Swift has attracted backlash for her private air travel since a 2022 report by the marketing agency Yard named her the top celebrity carbon emissions offender due to her jet’s frequent trips. A publicist for the musician said at the time that she purchases offsets — or payments representing emissions reductions to compensate for carbon expenditures — for private flights and regularly loans out the plane, and all flights cannot be attributed to her alone. The Hill has reached out to Swift’s attorneys for details on the types of offsets she purchases as well as their frequency.

Using the model of jet Swift owns, a Dassault Falcon 7X, a flight from Tokyo would burn fuel equivalent to about 40 metric tons of emissions, Ocampo said, which is “a lot more than the carbon footprint of your average U.S. resident, [but] a microcosm of what’s going to happen with the climate impact, the carbon footprint that’s going to happen this weekend.”

Indeed, the cost in emissions is steep for private air travel across shorter distances as well.

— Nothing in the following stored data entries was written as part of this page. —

/*! Structural rescoring of alignment candidates

Candidate records come from a reverse index, one line per source document:

```text
<source id>\t<candidate id>:<score>\t<candidate id>:<score>...
```

Each candidate gets the normalized edit distance between the link signatures of
the source and the candidate appended:

```text
<source id>\t<candidate id>:<score>:<distance>\t...
```

Records without candidates are dropped.
!*/
use std::str::FromStr;

use crate::{
    error::Error,
    index::{DocId, DocumentIndex},
};

/// A candidate token. The token is kept verbatim so that previous annotations are not altered.
#[derive(Debug, Clone, PartialEq, Eq)]
pub struct Candidate {
    id: DocId,
    token: String,
}

impl Candidate {
    pub fn id(&self) -> DocId {
        self.id
    }

    pub fn token(&self) -> &str {
        &self.token
    }
}

impl FromStr for Candidate {
    type Err = Error;

    fn from_str(token: &str) -> Result<Self, Self::Err> {
        let id = token
            .split_once(':')
            .and_then(|(id, _)| id.parse().ok())
            .ok_or_else(|| Error::MalformedRecord(token.to_string()))?;

        Ok(Self {
            id,
            token: token.to_string(),
        })
    }
}

/// A source document and its (non-empty) candidate list.
#[derive(Debug, Clone, PartialEq, Eq)]
pub struct CandidateRecord {
    source: DocId,
    source_field: String,
    candidates: Vec<Candidate>,
}

impl CandidateRecord {
    /// Parse a reverse index line.
    ///
    /// Returns `Ok(None)` when the line holds no candidate.
    pub fn parse(line: &str) -> Result<Option<Self>, Error> {
        let mut fields = line.trim().split('\t');
        let source_field = fields.next().unwrap_or_default();
        let candidates = fields
            .map(Candidate::from_str)
            .collect::<Result<Vec<_>, _>>()?;

        if candidates.is_empty() {
            return Ok(None);
        }

        let source = source_field
            .parse()
            .map_err(|_| Error::MalformedRecord(line.to_string()))?;

        Ok(Some(Self {
            source,
            source_field: source_field.to_string(),
            candidates,
        }))
    }

    pub fn source(&self) -> DocId {
        self.source
    }

    pub fn candidates(&self) -> &[Candidate] {
        &self.candidates
    }
}

/// Levenshtein distance between two signatures, divided by the length of the longest one.
///
/// Lengths are counted in chars. If any of the signatures is empty, the distance is `0.0`.
pub fn normalized_distance(a: &str, b: &str) -> f64 {
    if a.is_empty() || b.is_empty() {
        return 0.0;
    }

    let longest = a.chars().count().max(b.chars().count());
    strsim::levenshtein(a, b) as f64 / longest as f64
}

/// Render a score as the shortest decimal string that reads back to the same value.
///
/// Integral values keep a `.0` fraction and small values use a two-digit exponent
/// (`0.0`, `1.0`, `0.25`, `5e-05`), which is what downstream tools expect.
pub fn render_score(score: f64) -> String {
    let repr = format!("{:?}", score);
    match repr.split_once('e') {
        Some((mantissa, exponent)) => {
            let (sign, digits) = match exponent.strip_prefix('-') {
                Some(digits) => ('-', digits),
                None => ('+', exponent),
            };
            format!("{}e{}{:0>2}", mantissa, sign, digits)
        }
        None => repr,
    }
}

/// Annotate every candidate of a record with its normalized distance to the source.
pub fn rescore(record: &CandidateRecord, index: &DocumentIndex) -> Result<String, Error> {
    let source = index.signature(record.source)?;

    let mut line = record.source_field.clone();
    for candidate in &record.candidates {
        let signature = index.signature(candidate.id)?;
        let distance = normalized_distance(source, signature);

        line.push('\t');
        line.push_str(&candidate.token);
        line.push(':');
        line.push_str(&render_score(distance));
    }

    Ok(line)
}

/// Lazily rescores candidate records.
///
/// Yields one line per record with at least one candidate.
/// Errors (unknown documents, malformed records) are yielded as they are met,
/// lines yielded before an error stay valid.
pub struct Rescorer<'a, I> {
    records: I,
    index: &'a DocumentIndex,
    rescored: usize,
    skipped: usize,
}

impl<'a, I> Rescorer<'a, I> {
    pub fn new<R>(records: R, index: &'a DocumentIndex) -> Self
    where
        R: IntoIterator<IntoIter = I>,
    {
        Self {
            records: records.into_iter(),
            index,
            rescored: 0,
            skipped: 0,
        }
    }

    /// Number of records rescored so far.
    pub fn rescored(&self) -> usize {
        self.rescored
    }

    /// Number of records without candidates met so far.
    pub fn skipped(&self) -> usize {
        self.skipped
    }
}

impl<'a, I, S> Iterator for Rescorer<'a, I>
where
    I: Iterator<Item = Result<S, Error>>,
    S: AsRef<str>,
{
    type Item = Result<String, Error>;

    fn next(&mut self) -> Option<Self::Item> {
        loop {
            let line = match self.records.next()? {
                Ok(line) => line,
                Err(e) => return Some(Err(e)),
            };

            match CandidateRecord::parse(line.as_ref()) {
                Ok(Some(record)) => {
                    self.rescored += 1;
                    return Some(rescore(&record, self.index));
                }
                Ok(None) => {
                    self.skipped += 1;
                }
                Err(e) => return Some(Err(e)),
            }
        }
    }
}

#[cfg(test)]
mod tests {
    use super::*;

    fn index(docs: &[(DocId, &str)]) -> DocumentIndex {
        let mut index = DocumentIndex::new();
        for (id, signature) in docs {
            index.insert(*id, signature.to_string());
        }
        index
    }

    fn run(lines: &[&str], index: &DocumentIndex) -> Vec<Result<String, Error>> {
        let lines: Vec<Result<String, Error>> = lines.iter().map(|l| Ok(l.to_string())).collect();
        Rescorer::new(lines, index).collect()
    }

    #[test]
    fn example_record() {
        let index = index(&[(5, "abc"), (10, "abc"), (11, "xyz")]);
        let out = run(&["5\t10:0.2\t11:0.7"], &index);
        assert_eq!(out.len(), 1);
        assert_eq!(out[0].as_ref().unwrap(), "5\t10:0.2:0.0\t11:0.7:1.0");
    }

    #[test]
    fn no_candidates() {
        let index = index(&[(3, "abc")]);
        let lines = vec![Ok::<_, Error>("3".to_string()), Ok("3\t".to_string()), Ok("".to_string())];
        let mut rescorer = Rescorer::new(lines, &index);
        assert!(rescorer.next().is_none());
        assert_eq!(rescorer.skipped(), 3);
        assert_eq!(rescorer.rescored(), 0);
    }

    #[test]
    fn keeps_previous_annotations() {
        let index = index(&[(1, "abcd"), (2, "abcf")]);
        let out = run(&["1\t2:0.5:0.1\n"], &index);
        assert_eq!(out[0].as_ref().unwrap(), "1\t2:0.5:0.1:0.25");
    }

    #[test]
    fn self_distance() {
        for s in ["a", "/index.html/contact", "ñandú/ü"] {
            assert_eq!(normalized_distance(s, s), 0.0);
        }
    }

    #[test]
    fn empty_signatures() {
        assert_eq!(normalized_distance("", ""), 0.0);
        assert_eq!(normalized_distance("", "/a/b"), 0.0);
        assert_eq!(normalized_distance("/a/b", ""), 0.0);
    }

    #[test]
    fn symmetric_and_bounded() {
        let sigs = ["/a", "/a/b/c", "/x/y", "ab", "ba", "/é/ü", "zzzzzzzzzzzz"];
        for a in sigs {
            for b in sigs {
                let d = normalized_distance(a, b);
                assert_eq!(d, normalized_distance(b, a));
                assert!((0.0..=1.0).contains(&d), "{} {} -> {}", a, b, d);
            }
        }
    }

    #[test]
    fn counts_chars() {
        // one substitution over three chars, not over bytes
        assert_eq!(normalized_distance("éaa", "baa"), 1.0 / 3.0);
    }

    #[test]
    fn render() {
        assert_eq!(render_score(0.0), "0.0");
        assert_eq!(render_score(1.0), "1.0");
        assert_eq!(render_score(0.25), "0.25");
        assert_eq!(render_score(1.0 / 3.0), "0.3333333333333333");
        assert_eq!(render_score(0.00005), "5e-05");
        assert_eq!(render_score(0.000125), "0.000125");
    }

    #[test]
    fn unknown_candidate() {
        let index = index(&[(1, "a")]);
        let out = run(&["1\t1:0.3", "1\t2:0.3", "1\t1:0.3"], &index);
        assert_eq!(out[0].as_ref().unwrap(), "1\t1:0.3:0.0");
        assert!(matches!(out[1], Err(Error::UnknownDocument(2))));
    }

    #[test]
    fn unknown_source() {
        let index = index(&[(1, "a")]);
        let out = run(&["7\t1:0.3"], &index);
        assert!(matches!(out[0], Err(Error::UnknownDocument(7))));
    }

    #[test]
    fn malformed() {
        let index = index(&[(1, "a")]);
        for line in ["1\t1", "1\tx:0.3", "x\t1:0.3", "1\t1:0.3\t\t1:0.2", "1\t-1:0.3"] {
            let out = run(&[line], &index);
            assert!(
                matches!(out[0], Err(Error::MalformedRecord(_))),
                "{:?}",
                line
            );
        }
    }

    #[test]
    fn parse_record() {
        let record = CandidateRecord::parse("4\t8:0.1\t9:0.2").unwrap().unwrap();
        assert_eq!(record.source(), 4);
        let ids: Vec<DocId> = record.candidates().iter().map(Candidate::id).collect();
        assert_eq!(ids, vec![8, 9]);
        assert_eq!(record.candidates()[1].token(), "9:0.2");
    }
}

For example, if a hometown Kansas City Chiefs fan were to take a private flight from Kansas City to Las Vegas on the same model of jet, the nearly three-hour flight there and back would consume fuel equivalent to about 13 metric tons of carbon emissions, according to a calculator developed by Carbon Trade Exchange. For a 49ers fan, the 66-minute flight from San Francisco would run up about 4 metric tons.

Transport & Environment, a European organization that advocates for greener transportation, estimates that private jets emit 5 to 14 times more pollutants per passenger than commercial aircraft and 50 times more than trains. In Europe, high-speed trains operate along up to 80 percent of the 10 most popular intracontinental private jet routes, but in the U.S., which has far less robust rail infrastructure, this is less of a readily available alternative. 

“The United States is a gaping wound example to the world of how bad it can really get when you privatize transportation,” Leffel said. 

The emissions from private flights also don’t occur in a vacuum, he added. “During mega events, the world seems to descend on one location,” he said. Between “the energy use, the congestion [and] millions of tourists, there’s a significant doubling, at least, of traffic.”

Private air travel has surged both in the U.S. and abroad in recent years: A 2023 ISP report co-authored by Ocampo found that the popularity of private jets spiked after the beginning of the COVID-19 pandemic. 

“The industry has boomed — 2021 and 2022 were record-setting years,” Ocampo said. It’s waned somewhat since, he added, but not to pre-pandemic levels, suggesting “there’s sustained demand.”

“It’s our contention that we should look for alternative modes of transportation where we can, [and] expand alternative and green transportation infrastructure where maybe we don’t have to have people flying in from X part of the country,” Ocampo said. However, he said, “if it’s going to be inevitable that people are going to be flying private, I think we can implement policies that will help de-incentivize it” or raise revenues from it.

He pointed to legislation introduced by Sen. Ed Markey (D-Mass.) and Rep. Nydia Velazquez (D-N.Y.) that would increase fuel taxes on private aviation travel from $0.22 to $1.95 per gallon, or about $200 per metric ton of carbon dioxide emissions.